Insights and Analysis
AI-washing – when AI hype becomes a litigation risk
On May 7, 2026, the Council of the EU and the European Parliament announced their provisional agreement on targeted amendments to the EU AI Act, as part of the European Commission's Digital Omnibus initiative launched in late 2025, which proposed to delay the implementation of rules governing high-risk AI until 2027/28. The agreement acknowledges that AI Act compliance requires significant preparation and the introduction of supporting technical standards. The delay is intended to provide businesses with additional time to achieve compliance, while underscoring the expectation that implementation efforts should already be underway.
When the AI Act (Regulation (EU) 2024/1689) was adopted in 2024, its staggered implementation timeline envisaged that obligations for certain high-risk AI systems (HRAI) would begin to apply from August 2026. However, it quickly became clear that key elements needed for compliance would not be fully in place on time given the significant operational uplift required and the reliance on yet-to-be-developed technical standards.

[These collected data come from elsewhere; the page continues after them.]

//! Shared utility functions for NFH crates.

/// Date utility functions
pub mod dates {
    use crate::error::DateError;
    use chrono::{Datelike, Local, NaiveDate};

    /// Format used for backend date filters and report text: "YYYY-MM-DD"
    pub const ISO_FORMAT: &str = "%Y-%m-%d";

    const MONTH_NAMES: [&str; 12] = [
        "January",
        "February",
        "March",
        "April",
        "May",
        "June",
        "July",
        "August",
        "September",
        "October",
        "November",
        "December",
    ];

    /// Format a NaiveDate as "YYYY-MM-DD"
    pub fn format_date(date: &NaiveDate) -> String {
        date.format(ISO_FORMAT).to_string()
    }

    /// English name of a calendar month (1 = January).
    pub fn month_name(month: u32) -> Result<&'static str, DateError> {
        match month {
            1..=12 => Ok(MONTH_NAMES[(month - 1) as usize]),
            m => Err(DateError(format!("month out of range: {m}"))),
        }
    }

    /// Label used for a month in trend series, e.g. "2023-01".
    pub fn month_label(year: i32, month: u32) -> String {
        format!("{year}-{month:02}")
    }

    /// Calendar months from `start` through `end` (inclusive).
    ///
    /// Yields nothing when `start > end`.
    pub fn months_between(start: u32, end: u32) -> impl Iterator<Item = u32> {
        start.max(1)..=end.min(12)
    }

    /// The current calendar year in local time.
    pub fn current_year() -> i32 {
        Local::now().naive_local().date().year()
    }

    #[cfg(test)]
    mod tests {
        use super::*;
        use chrono::NaiveDate;

        #[test]
        fn test_format_date() {
            let date = NaiveDate::from_ymd_opt(2023, 6, 5).unwrap();
            assert_eq!(format_date(&date), "2023-06-05");
        }

        #[test]
        fn test_month_name() {
            assert_eq!(month_name(1).unwrap(), "January");
            assert_eq!(month_name(12).unwrap(), "December");
            assert!(month_name(0).is_err());
            assert!(month_name(13).is_err());
        }

        #[test]
        fn test_month_label_zero_padded() {
            assert_eq!(month_label(2023, 3), "2023-03");
            assert_eq!(month_label(2023, 11), "2023-11");
        }

        #[test]
        fn test_months_between() {
            let months: Vec<u32> = months_between(1, 3).collect();
            assert_eq!(months, vec![1, 2, 3]);
            assert_eq!(months_between(5, 4).count(), 0);
            assert_eq!(months_between(0, 20).count(), 12);
        }
    }
}

/// Error types
pub mod error {
    use std::fmt;

    #[derive(Debug)]
    pub struct DateError(pub String);

    impl fmt::Display for DateError {
        fn fmt(&self, f: &mut fmt::Formatter<'_>) -> fmt::Result {
            write!(f, "Date error: {}", self.0)
        }
    }

    impl std::error::Error for DateError {}
}
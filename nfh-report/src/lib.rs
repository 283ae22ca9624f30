//! Report orchestration for forest health analysis.
//!
//! Turns the two period means and the monthly trend into a change
//! assessment, a natural-language report, an SVG trend chart and a CSV of
//! the series.

pub mod assessment;
pub mod chart;
pub mod error;
pub mod export;
pub mod narrative;

#[cfg(feature = "api")]
pub mod gemini;

pub use assessment::{assess_change, ChangeAssessment, HealthTier};
pub use chart::render_trend_chart;
pub use error::{ReportError, Result};
pub use export::{chart_file_name, report_file_name, series_file_name, series_to_csv};
pub use narrative::{
    build_prompt, format_mean, generate_narrative, NarrativeContext, NarrativeReport, NarrativeService,
};

#[cfg(feature = "api")]
pub use gemini::{GeminiClient, DEFAULT_GEMINI_MODEL};
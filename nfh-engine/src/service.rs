use crate::{
    error::Result,
    query::{CollectionQuery, CompositeImage, ReduceParams, TileLayer, VisParams},
};
use async_trait::async_trait;
use nfh_geo::AreaOfInterest;

/// The capabilities the pipeline needs from a geospatial backend.
///
/// Implemented by the Earth Engine REST client, the offline scene archive,
/// and deterministic fakes in tests. Every call is a blocking round trip from
/// the caller's point of view; implementations do not retry.
#[async_trait]
pub trait ImageQueryService: Send + Sync {
    /// Number of scenes left after the area, date and cloud-cover filters.
    async fn image_count(&self, query: &CollectionQuery) -> Result<u64>;

    /// Masked, rescaled median composite clipped to the query area, with the
    /// index band appended.
    async fn composite(&self, query: &CollectionQuery) -> Result<CompositeImage>;

    /// Mean of the index band over `area`. `None` when no valid pixel remains.
    async fn reduce_mean(
        &self,
        image: &CompositeImage,
        area: &AreaOfInterest,
        params: &ReduceParams,
    ) -> Result<Option<f64>>;

    /// Tile endpoint rendering the index band with `vis`.
    async fn tile_layer(
        &self,
        image: &CompositeImage,
        vis: &VisParams,
        name: &str,
    ) -> Result<TileLayer>;
}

There has also been considerable geopolitical pressure on the EU to reduce the regulatory burden on technology companies from digital regulation.
In response, the European Commission proposed the Digital Omnibus on AI in November 2025. The proposal did not seek to reopen the core architecture of the AI Act. Instead, it introduced a limited set of targeted adjustments aimed at:
The political agreement announced today largely maintains that approach.
Although the final legislative text is not yet available, both institutions have outlined the key changes reflected in their agreement:
The most significant change is the postponement of obligations for HRAI. For standalone high-risk AI systems that are classified under Annex III of the AI Act, the application of the relevant requirements is deferred until December 2, 2027. Similarly, the obligations that apply to high-risk AI systems that are embedded in regulated products in Annex I are deferred until August 2, 2028.
These dates, which will replace the current deadlines, namely August 2, 2026 for standalone high-risk AI systems and August 2, 2027 for high-risk AI systems embedded in regulated products, are intended to ensure that businesses have access to the necessary technical standards and compliance tools that the Commission is expected to develop before obligations take effect.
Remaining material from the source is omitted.